▶ **The problem**: What appears from the first line of the records below through the line containing "lives in the" must be reproduced verbatim.

▶ **Supplied material**:
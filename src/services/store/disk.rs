use super::backend::EntryBackend;
use crate::core::config::StoreConfig;
use crate::core::errors::{Error, Result};
use crate::models::entry::{Entry, EntryId, EntryKind, EntryType, FileData, Timestamp};
use serde::{Deserialize, Serialize};
use sled::transaction::{ConflictableTransactionError, TransactionError};
use sled::{IVec, Transactional, Tree};
use std::fs;

const ENTRIES_TREE: &str = "entries";
const PARENT_INDEX_TREE: &str = "by_parent";
const CONTENTS_TREE: &str = "contents";
const TYPE_INDEX_TREE: &str = "by_type";

// Index keys are `<scope>\0<id>`. Root scope and folder scopes never share a
// leading byte.
const ROOT_SCOPE: u8 = b'/';
const FOLDER_SCOPE: u8 = b'#';

/// Metadata persisted in the `entries` tree. File content lives in the
/// `contents` tree under the same key.
#[derive(Debug, Serialize, Deserialize)]
struct EntryRecord {
    id: EntryId,
    name: String,
    parent_id: Option<EntryId>,
    created_at: Timestamp,
    modified_at: Timestamp,
    #[serde(flatten)]
    kind: RecordKind,
}

#[derive(Debug, Serialize, Deserialize)]
#[serde(tag = "type", rename_all = "lowercase")]
enum RecordKind {
    Folder,
    File { size: u64, mime_type: String },
}

impl RecordKind {
    fn entry_type(&self) -> EntryType {
        match self {
            RecordKind::Folder => EntryType::Folder,
            RecordKind::File { .. } => EntryType::File,
        }
    }
}

impl From<&Entry> for EntryRecord {
    fn from(entry: &Entry) -> Self {
        let kind = match &entry.kind {
            EntryKind::Folder => RecordKind::Folder,
            EntryKind::File(data) => RecordKind::File {
                size: data.size,
                mime_type: data.mime_type.clone(),
            },
        };
        Self {
            id: entry.id.clone(),
            name: entry.name.clone(),
            parent_id: entry.parent_id.clone(),
            created_at: entry.created_at,
            modified_at: entry.modified_at,
            kind,
        }
    }
}

impl EntryRecord {
    fn into_entry(self, content: Option<IVec>) -> Entry {
        let kind = match self.kind {
            RecordKind::Folder => EntryKind::Folder,
            RecordKind::File { size, mime_type } => EntryKind::File(FileData {
                content: content.map(|bytes| bytes.to_vec()).unwrap_or_default(),
                size,
                mime_type,
            }),
        };
        Entry {
            id: self.id,
            name: self.name,
            kind,
            parent_id: self.parent_id,
            created_at: self.created_at,
            modified_at: self.modified_at,
        }
    }
}

fn scope_prefix(parent_id: Option<&EntryId>) -> Vec<u8> {
    let mut key = match parent_id {
        None => vec![ROOT_SCOPE],
        Some(id) => {
            let mut key = Vec::with_capacity(id.as_str().len() + 2);
            key.push(FOLDER_SCOPE);
            key.extend_from_slice(id.as_str().as_bytes());
            key
        }
    };
    key.push(0);
    key
}

fn index_key(parent_id: Option<&EntryId>, id: &EntryId) -> Vec<u8> {
    let mut key = scope_prefix(parent_id);
    key.extend_from_slice(id.as_str().as_bytes());
    key
}

fn type_prefix(entry_type: EntryType) -> Vec<u8> {
    let mut key = entry_type.as_str().as_bytes().to_vec();
    key.push(0);
    key
}

fn type_key(entry_type: EntryType, id: &EntryId) -> Vec<u8> {
    let mut key = type_prefix(entry_type);
    key.extend_from_slice(id.as_str().as_bytes());
    key
}

fn decode(raw: &[u8]) -> std::result::Result<EntryRecord, ConflictableTransactionError<Error>> {
    serde_json::from_slice(raw).map_err(|e| ConflictableTransactionError::Abort(Error::from(e)))
}

fn from_transaction(err: TransactionError<Error>) -> Error {
    match err {
        TransactionError::Abort(err) => err,
        TransactionError::Storage(err) => err.into(),
    }
}

fn unavailable(err: impl std::fmt::Display) -> Error {
    Error::StorageUnavailable(err.to_string())
}

/// Durable backend on top of an embedded `sled` database.
pub struct SledBackend {
    db: sled::Db,
    entries: Tree,
    by_parent: Tree,
    contents: Tree,
    by_type: Tree,
    flush_on_write: bool,
}

impl SledBackend {
    /// Opens (or creates) the database under `config.data_dir`. Opening an
    /// existing database leaves its trees untouched.
    pub fn open(config: &StoreConfig) -> Result<Self> {
        fs::create_dir_all(&config.data_dir).map_err(|e| {
            Error::StorageUnavailable(format!(
                "cannot create data dir '{}': {e}",
                config.data_dir.display()
            ))
        })?;
        let db = sled::Config::new()
            .path(&config.data_dir)
            .open()
            .map_err(unavailable)?;
        tracing::info!(path = %config.data_dir.display(), "opened entry database");
        Self::from_db(db, config.flush_on_write)
    }

    /// A throwaway database removed when dropped.
    pub fn temporary() -> Result<Self> {
        let db = sled::Config::new()
            .temporary(true)
            .open()
            .map_err(unavailable)?;
        Self::from_db(db, false)
    }

    fn from_db(db: sled::Db, flush_on_write: bool) -> Result<Self> {
        let entries = db.open_tree(ENTRIES_TREE).map_err(unavailable)?;
        let by_parent = db.open_tree(PARENT_INDEX_TREE).map_err(unavailable)?;
        let contents = db.open_tree(CONTENTS_TREE).map_err(unavailable)?;
        let by_type = db.open_tree(TYPE_INDEX_TREE).map_err(unavailable)?;
        Ok(Self {
            db,
            entries,
            by_parent,
            contents,
            by_type,
            flush_on_write,
        })
    }

    fn load(&self, raw: &[u8]) -> Result<Entry> {
        let record: EntryRecord = serde_json::from_slice(raw)?;
        let content = match record.kind {
            RecordKind::File { .. } => self.contents.get(record.id.as_str().as_bytes())?,
            RecordKind::Folder => None,
        };
        Ok(record.into_entry(content))
    }

    fn flush(&self) -> Result<()> {
        if self.flush_on_write {
            self.db.flush()?;
        }
        Ok(())
    }
}

impl EntryBackend for SledBackend {
    fn get_all(&self) -> Result<Vec<Entry>> {
        let mut entries = Vec::new();
        for item in self.entries.iter() {
            let (_, raw) = item?;
            entries.push(self.load(&raw)?);
        }
        Ok(entries)
    }

    fn get_by_id(&self, id: &EntryId) -> Result<Option<Entry>> {
        match self.entries.get(id.as_str().as_bytes())? {
            Some(raw) => Ok(Some(self.load(&raw)?)),
            None => Ok(None),
        }
    }

    fn get_by_parent(&self, parent_id: Option<&EntryId>) -> Result<Vec<Entry>> {
        let mut children = Vec::new();
        for item in self.by_parent.scan_prefix(scope_prefix(parent_id)) {
            let (_, id_key) = item?;
            let Some(raw) = self.entries.get(&id_key)? else {
                tracing::warn!(
                    id = %String::from_utf8_lossy(&id_key),
                    "parent index points at a missing entry"
                );
                continue;
            };
            let entry = self.load(&raw)?;
            // Ids are opaque, so a prefix can in principle match a longer scope.
            if entry.parent_id.as_ref() == parent_id {
                children.push(entry);
            }
        }
        Ok(children)
    }

    fn get_by_type(&self, entry_type: EntryType) -> Result<Vec<Entry>> {
        let mut matches = Vec::new();
        for item in self.by_type.scan_prefix(type_prefix(entry_type)) {
            let (_, id_key) = item?;
            let Some(raw) = self.entries.get(&id_key)? else {
                continue;
            };
            let entry = self.load(&raw)?;
            if entry.entry_type() == entry_type {
                matches.push(entry);
            }
        }
        Ok(matches)
    }

    fn add(&self, entry: &Entry) -> Result<()> {
        let record = serde_json::to_vec(&EntryRecord::from(entry))?;
        let id_key = entry.id.as_str().as_bytes();
        let parent_row = index_key(entry.parent_id.as_ref(), &entry.id);
        let type_row = type_key(entry.entry_type(), &entry.id);

        (&self.entries, &self.by_parent, &self.contents, &self.by_type)
            .transaction(|(entries, by_parent, contents, by_type)| {
                if entries.get(id_key)?.is_some() {
                    return Err(ConflictableTransactionError::Abort(Error::Conflict(
                        entry.id.clone(),
                    )));
                }
                entries.insert(id_key, record.as_slice())?;
                by_parent.insert(parent_row.as_slice(), id_key)?;
                by_type.insert(type_row.as_slice(), id_key)?;
                if let Some(data) = entry.file_data() {
                    contents.insert(id_key, data.content.as_slice())?;
                }
                Ok(())
            })
            .map_err(from_transaction)?;
        self.flush()
    }

    fn update(&self, entry: &Entry) -> Result<()> {
        let record = serde_json::to_vec(&EntryRecord::from(entry))?;
        let id_key = entry.id.as_str().as_bytes();
        let parent_row = index_key(entry.parent_id.as_ref(), &entry.id);
        let type_row = type_key(entry.entry_type(), &entry.id);

        (&self.entries, &self.by_parent, &self.contents, &self.by_type)
            .transaction(|(entries, by_parent, contents, by_type)| {
                if let Some(previous) = entries.get(id_key)? {
                    let previous = decode(&previous)?;
                    if previous.parent_id != entry.parent_id {
                        by_parent.remove(index_key(previous.parent_id.as_ref(), &entry.id))?;
                    }
                    if previous.kind.entry_type() != entry.entry_type() {
                        by_type.remove(type_key(previous.kind.entry_type(), &entry.id))?;
                    }
                }
                entries.insert(id_key, record.as_slice())?;
                by_parent.insert(parent_row.as_slice(), id_key)?;
                by_type.insert(type_row.as_slice(), id_key)?;
                match entry.file_data() {
                    Some(data) => {
                        contents.insert(id_key, data.content.as_slice())?;
                    }
                    None => {
                        contents.remove(id_key)?;
                    }
                }
                Ok(())
            })
            .map_err(from_transaction)?;
        self.flush()
    }

    fn remove(&self, id: &EntryId) -> Result<()> {
        let id_key = id.as_str().as_bytes();
        let removed = (&self.entries, &self.by_parent, &self.contents, &self.by_type)
            .transaction(|(entries, by_parent, contents, by_type)| {
                let Some(previous) = entries.remove(id_key)? else {
                    return Ok(false);
                };
                let previous = decode(&previous)?;
                by_parent.remove(index_key(previous.parent_id.as_ref(), id))?;
                by_type.remove(type_key(previous.kind.entry_type(), id))?;
                contents.remove(id_key)?;
                Ok(true)
            })
            .map_err(from_transaction)?;
        if removed {
            self.flush()?;
        }
        Ok(())
    }

    /// Removes every row of every tree in one transaction, so an interrupted
    /// clear never leaves index rows behind without their entries.
    fn clear(&self) -> Result<()> {
        let mut keys = Vec::with_capacity(4);
        for tree in [&self.entries, &self.by_parent, &self.contents, &self.by_type] {
            let tree_keys = tree.iter().keys().collect::<sled::Result<Vec<IVec>>>()?;
            keys.push(tree_keys);
        }

        (&self.entries, &self.by_parent, &self.contents, &self.by_type)
            .transaction(|(entries, by_parent, contents, by_type)| {
                for (tree, tree_keys) in [entries, by_parent, contents, by_type]
                    .into_iter()
                    .zip(&keys)
                {
                    for key in tree_keys {
                        tree.remove(key.clone())?;
                    }
                }
                Ok::<_, ConflictableTransactionError<Error>>(())
            })
            .map_err(from_transaction)?;
        self.flush()
    }
}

▶ **Answer**:
filename src/services/store/disk.rs
use super::backend::EntryBackend;
use crate::core::config::StoreConfig;
use crate::core::errors::{Error, Result};
use crate::models::entry::{Entry, EntryId, EntryKind, EntryType, FileData, Timestamp};
use serde::{Deserialize, Serialize};
use sled::transaction::{ConflictableTransactionError, TransactionError};
use sled::{IVec, Transactional, Tree};
use std::fs;

const ENTRIES_TREE: &str = "entries";
const PARENT_INDEX_TREE: &str = "by_parent";
const CONTENTS_TREE: &str = "contents";
const TYPE_INDEX_TREE: &str = "by_type";

// Index keys are `<scope>\0<id>`. Root scope and folder scopes never share a
// leading byte.
const ROOT_SCOPE: u8 = b'/';
const FOLDER_SCOPE: u8 = b'#';

/// Metadata persisted in the `entries` tree. File content lives in the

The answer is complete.